Data under study
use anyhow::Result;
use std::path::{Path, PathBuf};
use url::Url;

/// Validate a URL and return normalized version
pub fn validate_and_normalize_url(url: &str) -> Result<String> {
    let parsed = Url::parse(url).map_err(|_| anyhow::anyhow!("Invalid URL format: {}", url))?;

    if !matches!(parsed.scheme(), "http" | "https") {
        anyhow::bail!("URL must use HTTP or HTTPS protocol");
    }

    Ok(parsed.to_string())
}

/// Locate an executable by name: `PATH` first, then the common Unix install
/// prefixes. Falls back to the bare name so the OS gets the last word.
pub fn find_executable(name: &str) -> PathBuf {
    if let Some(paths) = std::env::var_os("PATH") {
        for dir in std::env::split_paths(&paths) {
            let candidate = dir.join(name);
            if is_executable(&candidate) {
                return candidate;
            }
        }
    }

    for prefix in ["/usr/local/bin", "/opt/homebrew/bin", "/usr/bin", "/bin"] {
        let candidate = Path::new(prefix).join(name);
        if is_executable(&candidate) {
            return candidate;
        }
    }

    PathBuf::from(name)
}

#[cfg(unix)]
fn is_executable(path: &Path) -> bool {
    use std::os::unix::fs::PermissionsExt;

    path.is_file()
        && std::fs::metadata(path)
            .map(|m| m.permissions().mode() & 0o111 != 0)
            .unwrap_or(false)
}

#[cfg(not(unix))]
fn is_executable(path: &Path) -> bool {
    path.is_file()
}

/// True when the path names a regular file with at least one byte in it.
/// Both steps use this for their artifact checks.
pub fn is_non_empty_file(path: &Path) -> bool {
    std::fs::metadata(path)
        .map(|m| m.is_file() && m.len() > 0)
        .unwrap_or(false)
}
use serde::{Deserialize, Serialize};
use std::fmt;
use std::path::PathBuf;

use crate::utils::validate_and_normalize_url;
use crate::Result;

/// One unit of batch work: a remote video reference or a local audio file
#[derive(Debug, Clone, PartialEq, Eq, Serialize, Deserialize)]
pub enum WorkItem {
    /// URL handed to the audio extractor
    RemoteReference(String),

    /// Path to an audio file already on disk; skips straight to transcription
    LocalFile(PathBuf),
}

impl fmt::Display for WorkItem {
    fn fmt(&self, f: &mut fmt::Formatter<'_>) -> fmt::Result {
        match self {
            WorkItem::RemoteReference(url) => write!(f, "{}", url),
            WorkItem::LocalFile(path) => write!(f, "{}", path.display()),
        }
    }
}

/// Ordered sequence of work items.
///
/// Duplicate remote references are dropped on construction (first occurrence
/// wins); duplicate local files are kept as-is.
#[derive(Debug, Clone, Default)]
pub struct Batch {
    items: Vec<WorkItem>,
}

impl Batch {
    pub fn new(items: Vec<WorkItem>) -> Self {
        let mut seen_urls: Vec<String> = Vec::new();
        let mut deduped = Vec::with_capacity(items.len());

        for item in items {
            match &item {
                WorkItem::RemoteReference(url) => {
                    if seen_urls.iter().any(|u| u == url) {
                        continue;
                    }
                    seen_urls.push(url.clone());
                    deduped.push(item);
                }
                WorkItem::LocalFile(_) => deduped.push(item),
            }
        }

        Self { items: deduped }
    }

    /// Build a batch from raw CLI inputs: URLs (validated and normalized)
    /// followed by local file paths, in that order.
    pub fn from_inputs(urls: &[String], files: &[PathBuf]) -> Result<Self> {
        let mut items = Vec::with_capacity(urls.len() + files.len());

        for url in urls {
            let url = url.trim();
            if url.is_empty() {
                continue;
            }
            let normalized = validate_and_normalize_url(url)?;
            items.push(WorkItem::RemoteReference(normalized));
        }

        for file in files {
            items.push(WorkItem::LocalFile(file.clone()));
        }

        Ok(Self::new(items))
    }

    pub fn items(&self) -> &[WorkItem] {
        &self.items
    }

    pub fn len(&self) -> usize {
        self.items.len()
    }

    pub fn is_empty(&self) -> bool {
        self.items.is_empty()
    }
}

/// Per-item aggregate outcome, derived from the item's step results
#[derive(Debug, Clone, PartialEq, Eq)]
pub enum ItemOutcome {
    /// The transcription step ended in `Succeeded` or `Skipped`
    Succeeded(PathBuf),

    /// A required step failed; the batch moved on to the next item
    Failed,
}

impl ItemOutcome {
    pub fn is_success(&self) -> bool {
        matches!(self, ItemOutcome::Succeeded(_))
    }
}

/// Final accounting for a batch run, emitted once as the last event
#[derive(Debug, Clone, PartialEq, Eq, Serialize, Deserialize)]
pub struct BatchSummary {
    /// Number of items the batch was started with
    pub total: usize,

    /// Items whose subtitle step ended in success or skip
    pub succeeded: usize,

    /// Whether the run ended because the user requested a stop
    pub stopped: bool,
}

Work instructions
Line by line, restate the data exactly.

Your response
use anyhow::Result;
use std::path::{Path, PathBuf};
use url::Url;

/// Validate a URL and return normalized version
pub fn validate_and_normalize_url(url: &str) -> Result<String> {
    let parsed = Url::parse(url).map_err(|_| anyhow::anyhow!("Invalid URL format: {}", url))?;

    if !matches!(parsed.scheme(), "http" | "https") {
        anyhow::bail!("URL must use HTTP or HTTPS protocol");
    }

    Ok(parsed.to_string())
}

/// Locate an executable by name: `PATH` first, then the common Unix install
/// prefixes. Falls back to the bare name so the OS gets the last word.
pub fn find_executable(name: &str) -> PathBuf {
    if let Some(paths) = std::env::var_os("PATH") {
        for dir in std::env::split_paths(&paths) {
            let candidate = dir.join(name);
            if is_executable(&candidate) {
                return candidate;
            }
        }
    }

    for prefix in ["/usr/local/bin", "/opt/homebrew/bin", "/usr/bin", "/bin"] {
        let candidate = Path::new(prefix).join(name);
        if is_executable(&candidate) {
            return candidate;
        }
    }

    PathBuf::from(name)
}

#[cfg(unix)]
fn is_executable(path: &Path) -> bool {
    use std::os::unix::fs::PermissionsExt;

    path.is_file()
        && std::fs::metadata(path)
            .map(|m| m.permissions().mode() & 0o111 != 0)
            .unwrap_or(false)
}

#[cfg(not(unix))]
fn is_executable(path: &Path) -> bool {
    path.is_file()
}

/// True when the path names a regular file with at least one byte in it.
/// Both steps use this for their artifact checks.
pub fn is_non_empty_file(path: &Path) -> bool {
    std::fs::metadata(path)
        .map(|m| m.is_file() && m.len() > 0)
        .unwrap_or(false)
}
use serde::{Deserialize, Serialize};
use std::fmt;
use std::path::PathBuf;

use crate::utils::validate_and_normalize_url;
use crate::Result;

/// One unit of batch work: a remote video reference or a local audio file
#[derive(Debug, Clone, PartialEq, Eq, Serialize, Deserialize)]
pub enum WorkItem {
    /// URL handed to the audio extractor
    RemoteReference(String),

    /// Path to an audio file already on disk; skips straight to transcription
    LocalFile(PathBuf),
}

impl fmt::Display for WorkItem {
    fn fmt(&self, f: &mut fmt::Formatter<'_>) -> fmt::Result {
        match self {
            WorkItem::RemoteReference(url) => write!(f, "{}", url),
            WorkItem::LocalFile(path) => write!(f, "{}", path.display()),
        }
    }
}

/// Ordered sequence of work items.
///
/// Duplicate remote references are dropped on construction (first occurrence
/// wins); duplicate local files are kept as-is.
#[derive(Debug, Clone, Default)]
pub struct Batch {
    items: Vec<WorkItem>,
}

impl Batch {
    pub fn new(items: Vec<WorkItem>) -> Self {
        let mut seen_urls: Vec<String> = Vec::new();
        let mut deduped = Vec::with_capacity(items.len());

        for item in items {
            match &item {
                WorkItem::RemoteReference(url) => {
                    if seen_urls.iter().any(|u| u == url) {
                        continue;
                    }
                    seen_urls.push(url.clone());
                    deduped.push(item);
                }
                WorkItem::LocalFile(_) => deduped.push(item),
            }
        }

        Self { items: deduped }
    }

    /// Build a batch from raw CLI inputs: URLs (validated and normalized)
    /// followed by local file paths, in that order.
    pub fn from_inputs(urls: &[String], files: &[PathBuf]) -> Result<Self> {
        let mut items = Vec::with_capacity(urls.len() + files.len());

        for url in urls {
            let url = url.trim();
            if url.is_empty() {
                continue;
            }
            let normalized = validate_and_normalize_url(url)?;
            items.push(WorkItem::RemoteReference(normalized));
        }

        for file in files {
            items.push(WorkItem::LocalFile(file.clone()));
        }

        Ok(Self::new(items))
    }

    pub fn items(&self) -> &[WorkItem] {
        &self.items
    }

    pub fn len(&self) -> usize {
        self.items.len()
    }

    pub fn is_empty(&self) -> bool {
        self.items.is_empty()
    }
}

/// Per-item aggregate outcome, derived from the item's step results
#[derive(Debug, Clone, PartialEq, Eq)]
pub enum ItemOutcome {
    /// The transcription step ended in `Succeeded` or `Skipped`
    Succeeded(PathBuf),

    /// A required step failed; the batch moved on to the next item
    Failed,
}

impl ItemOutcome {
    pub fn is_success(&self) -> bool {
        matches!(self, ItemOutcome::Succeeded(_))
    }
}

/// Final accounting for a batch run, emitted once as the last event
#[derive(Debug, Clone, PartialEq, Eq, Serialize, Deserialize)]
pub struct BatchSummary {
    /// Number of items the batch was started with
    pub total: usize,

    /// Items whose subtitle step ended in success or skip
    pub succeeded: usize,

    /// Whether the run ended because the user requested a stop
    pub stopped: bool,
}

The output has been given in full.